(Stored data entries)
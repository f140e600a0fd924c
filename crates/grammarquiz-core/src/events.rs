//! Events the core emits for its presentation and audio collaborators.
//!
//! The core never renders or plays anything. It hands data-only events to a
//! [`QuizObserver`], which may draw them, serialize them, or ignore them.

use std::sync::Mutex;

use serde::{Deserialize, Serialize};

use crate::evaluator::Outcome;
use crate::summary::Tier;

/// Something the player should see.
#[derive(Debug, Clone, PartialEq, Serialize, Deserialize)]
#[serde(tag = "event", rename_all = "snake_case")]
pub enum QuizEvent {
    /// A question is on screen and input is open.
    QuestionPresented {
        prompt: String,
        /// Options in this presentation's shuffled order.
        options: Vec<String>,
        /// Zero-based index of this question in the session.
        index: usize,
        total: usize,
        score: u32,
    },
    /// The player answered; input stays closed until the next question.
    AnswerFeedback {
        outcome: Outcome,
        selected: String,
        correct_option: String,
        score: u32,
    },
    /// Every question has been answered.
    GameComplete {
        score: u32,
        total: usize,
        percentage: u32,
        tier: Tier,
        message: String,
        emoji: String,
    },
}

/// Named sound cues. How (or whether) they sound is up to the collaborator.
#[derive(Debug, Clone, Copy, PartialEq, Eq, Hash, Serialize, Deserialize)]
#[serde(rename_all = "lowercase")]
pub enum AudioCue {
    Correct,
    Wrong,
    Complete,
}

impl AudioCue {
    pub fn name(self) -> &'static str {
        match self {
            AudioCue::Correct => "correct",
            AudioCue::Wrong => "wrong",
            AudioCue::Complete => "complete",
        }
    }

    /// Oscillator frequency for a synthesized rendition of the cue.
    pub fn frequency_hz(self) -> f32 {
        match self {
            AudioCue::Correct => 523.25,
            AudioCue::Wrong => 200.0,
            AudioCue::Complete => 659.25,
        }
    }

    /// Starting gain; the tone ramps down exponentially from here.
    pub fn gain(self) -> f32 {
        match self {
            AudioCue::Correct | AudioCue::Complete => 0.3,
            AudioCue::Wrong => 0.2,
        }
    }

    pub fn duration_ms(self) -> u64 {
        match self {
            AudioCue::Correct => 500,
            AudioCue::Wrong => 300,
            AudioCue::Complete => 1000,
        }
    }
}

/// Receives everything the session emits.
pub trait QuizObserver: Send + Sync {
    fn on_event(&self, event: &QuizEvent);

    /// Sound cues are optional; the default drops them.
    fn on_cue(&self, _cue: AudioCue) {}
}

/// Observer that discards everything.
pub struct NoopObserver;

impl QuizObserver for NoopObserver {
    fn on_event(&self, _: &QuizEvent) {}
}

/// Observer that keeps every event and cue, in order.
#[derive(Default)]
pub struct RecordingObserver {
    events: Mutex<Vec<QuizEvent>>,
    cues: Mutex<Vec<AudioCue>>,
}

impl RecordingObserver {
    pub fn new() -> Self {
        Self::default()
    }

    pub fn events(&self) -> Vec<QuizEvent> {
        self.events.lock().unwrap().clone()
    }

    pub fn cues(&self) -> Vec<AudioCue> {
        self.cues.lock().unwrap().clone()
    }

    pub fn last_event(&self) -> Option<QuizEvent> {
        self.events.lock().unwrap().last().cloned()
    }

    /// Drop what has been recorded so far.
    pub fn clear(&self) {
        self.events.lock().unwrap().clear();
        self.cues.lock().unwrap().clear();
    }
}

impl QuizObserver for RecordingObserver {
    fn on_event(&self, event: &QuizEvent) {
        self.events.lock().unwrap().push(event.clone());
    }

    fn on_cue(&self, cue: AudioCue) {
        self.cues.lock().unwrap().push(cue);
    }
}

#[cfg(test)]
mod tests {
    use super::*;

    #[test]
    fn events_serialize_with_tag() {
        let event = QuizEvent::AnswerFeedback {
            outcome: Outcome::Incorrect,
            selected: "a".into(),
            correct_option: "an".into(),
            score: 0,
        };
        let json = serde_json::to_value(&event).unwrap();
        assert_eq!(json["event"], "answer_feedback");
        assert_eq!(json["outcome"], "incorrect");
        assert_eq!(json["correct_option"], "an");
    }

    #[test]
    fn cue_names_and_tones() {
        assert_eq!(AudioCue::Correct.name(), "correct");
        assert_eq!(AudioCue::Wrong.name(), "wrong");
        assert_eq!(AudioCue::Complete.name(), "complete");
        assert!(AudioCue::Complete.duration_ms() > AudioCue::Correct.duration_ms());
        assert!(AudioCue::Wrong.frequency_hz() < AudioCue::Correct.frequency_hz());
        assert_eq!(serde_json::to_string(&AudioCue::Wrong).unwrap(), "\"wrong\"");
    }

    #[test]
    fn recorder_keeps_order() {
        let rec = RecordingObserver::new();
        rec.on_cue(AudioCue::Correct);
        rec.on_cue(AudioCue::Complete);
        assert_eq!(rec.cues(), vec![AudioCue::Correct, AudioCue::Complete]);
        rec.clear();
        assert!(rec.cues().is_empty());
        assert!(rec.last_event().is_none());
    }
}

▶ **ASSIGNMENT**: Copy the data exactly as it was presented.

▶ **EXERCISE SOLUTION**:
repository f140e600a0fd924c
filename crates/grammarquiz-core/src/events.rs
//! Events the core emits for its presentation and audio collaborators.
//!
//! The core never renders or plays anything. It hands data-only events to a
//! [`QuizObserver`], which may draw them, serialize them, or ignore them.

use std::sync::Mutex;

use serde::{Deserialize, Serialize};

use crate::evaluator::Outcome;
use crate::summary::Tier;

/// Something the player should see.
#[derive(Debug, Clone, PartialEq, Serialize, Deserialize)]
#[serde(tag = "event", rename_all = "snake_case")]
pub enum QuizEvent {
    /// A question is on screen and input is open.
    QuestionPresented {
        prompt: String,
        /// Options in this presentation's shuffled order.
        options: Vec<String>,
        /// Zero-based index of this question in the session.
        index: usize,
        total: usize,
        score: u32,
    },
    /// The player answered; input stays closed until the next question.
    AnswerFeedback {
        outcome: Outcome,
        selected: String,
        correct_option: String,
        score: u32,
    },
    /// Every question has been answered.
    GameComplete {
        score: u32,
        total: usize,
        percentage: u32,
        tier: Tier,
        message: String,
        emoji: String,
    },
}

/// Named sound cues. How (or whether) they sound is up to the collaborator.
#[derive(Debug, Clone, Copy, PartialEq, Eq, Hash, Serialize, Deserialize)]
#[serde(rename_all = "lowercase")]
pub enum AudioCue {
    Correct,
    Wrong,
    Complete,
}

impl AudioCue {
    pub fn name(self) -> &'static str {
        match self {
            AudioCue::Correct => "correct",
            AudioCue::Wrong => "wrong",
            AudioCue::Complete => "complete",
        }
    }

    /// Oscillator frequency for a synthesized rendition of the cue.
    pub fn frequency_hz(self) -> f32 {
        match self {
            AudioCue::Correct => 523.25,
            AudioCue::Wrong => 200.0,
            AudioCue::Complete => 659.25,
        }
    }

    /// Starting gain; the tone ramps down exponentially from here.
    pub fn gain(self) -> f32 {
        match self {
            AudioCue::Correct | AudioCue::Complete => 0.3,
            AudioCue::Wrong => 0.2,
        }
    }

    pub fn duration_ms(self) -> u64 {
        match self {
            AudioCue::Correct => 500,
            AudioCue::Wrong => 300,
            AudioCue::Complete => 1000,
        }
    }
}

/// Receives everything the session emits.
pub trait QuizObserver: Send + Sync {
    fn on_event(&self, event: &QuizEvent);

    /// Sound cues are optional; the default drops them.
    fn on_cue(&self, _cue: AudioCue) {}
}

/// Observer that discards everything.
pub struct NoopObserver;

impl QuizObserver for NoopObserver {
    fn on_event(&self, _: &QuizEvent) {}
}

/// Observer that keeps every event and cue, in order.
#[derive(Default)]
pub struct RecordingObserver {
    events: Mutex<Vec<QuizEvent>>,
    cues: Mutex<Vec<AudioCue>>,
}

impl RecordingObserver {
    pub fn new() -> Self {
        Self::default()
    }

    pub fn events(&self) -> Vec<QuizEvent> {
        self.events.lock().unwrap().clone()
    }

    pub fn cues(&self) -> Vec<AudioCue> {
        self.cues.lock().unwrap().clone()
    }

    pub fn last_event(&self) -> Option<QuizEvent> {
        self.events.lock().unwrap().last().cloned()
    }

    /// Drop what has been recorded so far.
    pub fn clear(&self) {
        self.events.lock().unwrap().clear();
        self.cues.lock().unwrap().clear();
    }
}

impl QuizObserver for RecordingObserver {
    fn on_event(&self, event: &QuizEvent) {
        self.events.lock().unwrap().push(event.clone());
    }

    fn on_cue(&self, cue: AudioCue) {
        self.cues.lock().unwrap().push(cue);
    }
}

#[cfg(test)]
mod tests {
    use super::*;

    #[test]
    fn events_serialize_with_tag() {
        let event = QuizEvent::AnswerFeedback {
            outcome: Outcome::Incorrect,
            selected: "a".into(),
            correct_option: "an".into(),
            score: 0,
        };
        let json = serde_json::to_value(&event).unwrap();
        assert_eq!(json["event"], "answer_feedback");
        assert_eq!(json["outcome"], "incorrect");
        assert_eq!(json["correct_option"], "an");
    }

    #[test]
    fn cue_names_and_tones() {
        assert_eq!(AudioCue::Correct.name(), "correct");
        assert_eq!(AudioCue::Wrong.name(), "wrong");
        assert_eq!(AudioCue::Complete.name(), "complete");
        assert!(AudioCue::Complete.duration_ms() > AudioCue::Correct.duration_ms());
        assert!(AudioCue::Wrong.frequency_hz() < AudioCue::Correct.frequency_hz());
        assert_eq!(serde_json::to_string(&AudioCue::Wrong).unwrap(), "\"wrong\"");
    }

    #[test]
    fn recorder_keeps_order() {
        let rec = RecordingObserver::new();
        rec.on_cue(AudioCue::Correct);
        rec.on_cue(AudioCue::Complete);
        assert_eq!(rec.cues(), vec![AudioCue::Correct, AudioCue::Complete]);
        rec.clear();
        assert!(rec.cues().is_empty());
        assert!(rec.last_event().is_none());
    }
}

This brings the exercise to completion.